● **What needs to be done**
Every line from the one containing "You may obtain" to the one containing "limitations under the" in the records below, both included, must be set down exactly, and no other line.

● **Material for the task**

/* -------------------------------------------------------------------------- *\
 *        Apache 2.0 License Copyright © 2023-2025 The Kubuild Authors        *
 *                                                                            *
 *         +-------------------------------------------------------+          *
 *         | ██╗  ██╗██╗   ██╗██████╗ ██╗   ██╗██╗██╗     ██████╗  |          *
 *         | ██║ ██╔╝██║   ██║██╔══██╗██║   ██║██║██║     ██╔══██╗ |          *
 *         | █████╔╝ ██║   ██║██████╔╝██║   ██║██║██║     ██║  ██║ |          *
 *         | ██╔═██╗ ██║   ██║██╔══██╗██║   ██║██║██║     ██║  ██║ |          *
 *         | ██║  ██╗╚██████╔╝██████╔╝╚██████╔╝██║███████╗██████╔╝ |          *
 *         | ╚═╝  ╚═╝ ╚═════╝ ╚═════╝  ╚═════╝ ╚═╝╚══════╝╚═════╝  |          *
 *         +-------------------------------------------------------+          *
 *                                                                            *
 *                   In-Cluster Image Builds for Kubernetes                   *
 *                                                                            *
 * -------------------------------------------------------------------------- *
 *                                                                            *
 *   Licensed under the Apache License, Version 2.0 (the "License");          *
 *   you may not use this file except in compliance with the License.         *
 *   You may obtain a copy of the License at                                  *
 *                                                                            *
 *       http://www.apache.org/licenses/LICENSE-2.0                           *
 *                                                                            *
 *   Unless required by applicable law or agreed to in writing, software      *
 *   distributed under the License is distributed on an "AS IS" BASIS,        *
 *   WITHOUT WARRANTIES OR CONDITIONS OF ANY KIND, either express or implied. *
 *   See the License for the specific language governing permissions and      *
 *   limitations under the License.                                           *
 *                                                                            *
\* -------------------------------------------------------------------------- */

//! Image reference parsing and normalization.

use crate::error::{BuildError, Result};
use std::fmt;
use std::str::FromStr;

const DEFAULT_HOST: &str = "registry-1.docker.io";
const DEFAULT_TAG: &str = "latest";

/// A normalized image reference: host, repository, tag, and an
/// optional pinning digest.
#[derive(Debug, Clone, PartialEq, Eq)]
pub struct ImageReference {
    pub host: String,
    pub repository: String,
    pub tag: String,
    pub digest: Option<String>,
}

impl ImageReference {
    pub fn registry_url(&self) -> String {
        if self.host.starts_with("localhost")
            || self.host.starts_with("127.")
        {
            format!("http://{}", self.host)
        } else {
            format!("https://{}", self.host)
        }
    }

    pub fn digest_or_tag(&self) -> String {
        self.digest.clone().unwrap_or_else(|| self.tag.clone())
    }

    pub fn with_digest(&self, digest: &str) -> Self {
        Self { digest: Some(digest.to_string()), ..self.clone() }
    }

    /// Repository-qualified name without tag or digest.
    pub fn repo_only(&self) -> String {
        format!("{}/{}", self.host, self.repository)
    }
}

impl fmt::Display for ImageReference {
    fn fmt(&self, f: &mut fmt::Formatter<'_>) -> fmt::Result {
        write!(f, "{}/{}:{}", self.host, self.repository, self.tag)?;
        if let Some(digest) = &self.digest {
            write!(f, "@{digest}")?;
        }
        Ok(())
    }
}

impl FromStr for ImageReference {
    type Err = BuildError;

    fn from_str(s: &str) -> Result<Self> {
        if s.is_empty() {
            return Err(BuildError::InvalidTag {
                tag: s.to_string(),
                reason: "empty reference".to_string(),
            });
        }

        let (remainder, digest) = match s.split_once('@') {
            Some((r, d)) => (r, Some(d.to_string())),
            None => (s, None),
        };

        // A colon after the last slash is the tag separator; earlier
        // colons belong to a host:port.
        let (name, tag) = match remainder.rsplit_once(':') {
            Some((name, tag)) if !tag.contains('/') => {
                (name, tag.to_string())
            }
            _ => (remainder, DEFAULT_TAG.to_string()),
        };
        if name.is_empty() {
            return Err(BuildError::InvalidTag {
                tag: s.to_string(),
                reason: "missing repository".to_string(),
            });
        }

        let (host, repository) = match name.split_once('/') {
            Some((first, rest))
                if first.contains('.')
                    || first.contains(':')
                    || first == "localhost" =>
            {
                (first.to_string(), rest.to_string())
            }
            _ => {
                let repository = if name.contains('/') {
                    name.to_string()
                } else {
                    format!("library/{name}")
                };
                (DEFAULT_HOST.to_string(), repository)
            }
        };
        if repository.is_empty() {
            return Err(BuildError::InvalidTag {
                tag: s.to_string(),
                reason: "missing repository".to_string(),
            });
        }

        Ok(Self { host, repository, tag, digest })
    }
}

#[cfg(test)]
mod tests {
    use super::*;

    #[test]
    fn test_short_name_normalizes_to_docker_hub() {
        let parsed: ImageReference =
            "alpine".parse().expect("parse");
        assert_eq!(parsed.host, DEFAULT_HOST);
        assert_eq!(parsed.repository, "library/alpine");
        assert_eq!(parsed.tag, "latest");
    }

    #[test]
    fn test_org_name_keeps_repository() {
        let parsed: ImageReference =
            "myorg/app:v2".parse().expect("parse");
        assert_eq!(parsed.host, DEFAULT_HOST);
        assert_eq!(parsed.repository, "myorg/app");
        assert_eq!(parsed.tag, "v2");
    }

    #[test]
    fn test_registry_with_port() {
        let parsed: ImageReference =
            "localhost:5000/app:dev".parse().expect("parse");
        assert_eq!(parsed.host, "localhost:5000");
        assert_eq!(parsed.repository, "app");
        assert_eq!(parsed.tag, "dev");
        assert!(parsed.registry_url().starts_with("http://"));
    }

    #[test]
    fn test_digest_reference() {
        let parsed: ImageReference =
            "ghcr.io/org/app@sha256:abcd".parse().expect("parse");
        assert_eq!(parsed.host, "ghcr.io");
        assert_eq!(
            parsed.digest.as_deref(),
            Some("sha256:abcd")
        );
        assert_eq!(parsed.digest_or_tag(), "sha256:abcd");
    }

    #[test]
    fn test_empty_reference_rejected() {
        assert!("".parse::<ImageReference>().is_err());
    }

    #[test]
    fn test_repo_only_strips_tag() {
        let parsed: ImageReference =
            "ghcr.io/org/app:v1".parse().expect("parse");
        assert_eq!(parsed.repo_only(), "ghcr.io/org/app");
    }
}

● **Answer to the exercise**
 *   You may obtain a copy of the License at                                  *
 *                                                                            *
 *       http://www.apache.org/licenses/LICENSE-2.0                           *
 *                                                                            *
 *   Unless required by applicable law or agreed to in writing, software      *
 *   distributed under the License is distributed on an "AS IS" BASIS,        *
 *   WITHOUT WARRANTIES OR CONDITIONS OF ANY KIND, either express or implied. *
 *   See the License for the specific language governing permissions and      *
 *   limitations under the License.                                           *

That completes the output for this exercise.